* **ACTION ITEM**
Repeat all entries exactly.

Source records

==========

//! Stable issue codes reported by the validator.
//!
//! Automation branches on these strings; never rename one. Codes produced by
//! a policy evaluator are relayed as-is and may fall outside this list.

// Checksum
pub const CHECKSUM_MISMATCH: &str = "CHECKSUM_MISMATCH";
pub const SIZE_MISMATCH: &str = "SIZE_MISMATCH";
pub const FILE_MISSING: &str = "FILE_MISSING";
pub const DIGEST_MISMATCH: &str = "DIGEST_MISMATCH";
pub const UNLISTED_ENTRY: &str = "UNLISTED_ENTRY";
pub const MALFORMED_DOCUMENT: &str = "MALFORMED_DOCUMENT";
pub const BUNDLE_UNREADABLE: &str = "BUNDLE_UNREADABLE";

// Approvals
pub const MISSING_APPROVAL: &str = "MISSING_APPROVAL";
pub const APPROVAL_FAILED: &str = "APPROVAL_FAILED";
pub const STALE_APPROVAL: &str = "STALE_APPROVAL";

// Attestation
pub const ATTESTATION_MISSING: &str = "ATTESTATION_MISSING";
pub const ATTESTATION_FAILED: &str = "ATTESTATION_FAILED";
pub const ATTESTATION_HASH_MISMATCH: &str = "ATTESTATION_HASH_MISMATCH";

// Policy
pub const POLICY_VIOLATION: &str = "POLICY_VIOLATION";
pub const POLICY_COMPLIANCE_FAILED: &str = "POLICY_COMPLIANCE_FAILED";
pub const POLICY_EVALUATION_ERROR: &str = "POLICY_EVALUATION_ERROR";

// Relayed from policy evaluators, classified by the gate
pub const DRIFT_DETECTED: &str = "DRIFT_DETECTED";
pub const FORBIDDEN_PROVIDER: &str = "FORBIDDEN_PROVIDER";
pub const PROVIDER_NOT_ALLOWED: &str = "PROVIDER_NOT_ALLOWED";

pub const INTERNAL_ERROR: &str = "INTERNAL_ERROR";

==========

* **EXERCISE ANSWER**
//! Stable issue codes reported by the validator.
//!
//! Automation branches on these strings; never rename one. Codes produced by
//! a policy evaluator are relayed as-is and may fall outside this list.

// Checksum
pub const CHECKSUM_MISMATCH: &str = "CHECKSUM_MISMATCH";
pub const SIZE_MISMATCH: &str = "SIZE_MISMATCH";
pub const FILE_MISSING: &str = "FILE_MISSING";
pub const DIGEST_MISMATCH: &str = "DIGEST_MISMATCH";
pub const UNLISTED_ENTRY: &str = "UNLISTED_ENTRY";
pub const MALFORMED_DOCUMENT: &str = "MALFORMED_DOCUMENT";
pub const BUNDLE_UNREADABLE: &str = "BUNDLE_UNREADABLE";

// Approvals
pub const MISSING_APPROVAL: &str = "MISSING_APPROVAL";
pub const APPROVAL_FAILED: &str = "APPROVAL_FAILED";
pub const STALE_APPROVAL: &str = "STALE_APPROVAL";

// Attestation
pub const ATTESTATION_MISSING: &str = "ATTESTATION_MISSING";
pub const ATTESTATION_FAILED: &str = "ATTESTATION_FAILED";
pub const ATTESTATION_HASH_MISMATCH: &str = "ATTESTATION_HASH_MISMATCH";

// Policy
pub const POLICY_VIOLATION: &str = "POLICY_VIOLATION";
pub const POLICY_COMPLIANCE_FAILED: &str = "POLICY_COMPLIANCE_FAILED";
pub const POLICY_EVALUATION_ERROR: &str = "POLICY_EVALUATION_ERROR";

// Relayed from policy evaluators, classified by the gate
pub const DRIFT_DETECTED: &str = "DRIFT_DETECTED";
pub const FORBIDDEN_PROVIDER: &str = "FORBIDDEN_PROVIDER";
pub const PROVIDER_NOT_ALLOWED: &str = "PROVIDER_NOT_ALLOWED";

pub const INTERNAL_ERROR: &str = "INTERNAL_ERROR";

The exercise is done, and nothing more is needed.